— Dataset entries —
────────────────
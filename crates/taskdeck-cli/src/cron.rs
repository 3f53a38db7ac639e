use anyhow::Result;
use chrono::Utc;

use crate::CronCommand;

/// Run a `cron` subcommand. Purely local, no network access.
pub fn run(command: CronCommand) -> Result<()> {
    match command {
        CronCommand::Parse { expression } => {
            let spec = taskdeck_cron::parse(&expression)?;
            println!("{}", serde_json::to_string_pretty(&spec)?);
        }
        CronCommand::Generate(schedule) => {
            println!("{}", taskdeck_cron::generate(&schedule.to_spec()));
        }
        CronCommand::Describe { expression } => {
            println!("{}", taskdeck_cron::describe(&expression)?);
        }
        CronCommand::Next { expression, count } => {
            let runs = taskdeck_cron::upcoming(&expression, Utc::now(), count)?;
            if runs.is_empty() {
                println!("No upcoming runs");
            }
            for run in runs {
                println!("{}", run.format("%Y-%m-%d %H:%M UTC (%a)"));
            }
        }
    }
    Ok(())
}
────────────────
— WHAT TO PRODUCE —
For every line of the entries holding the string "upcoming", add one to a tally; give the final figure only.

— OUTPUT OF THE TASK —
2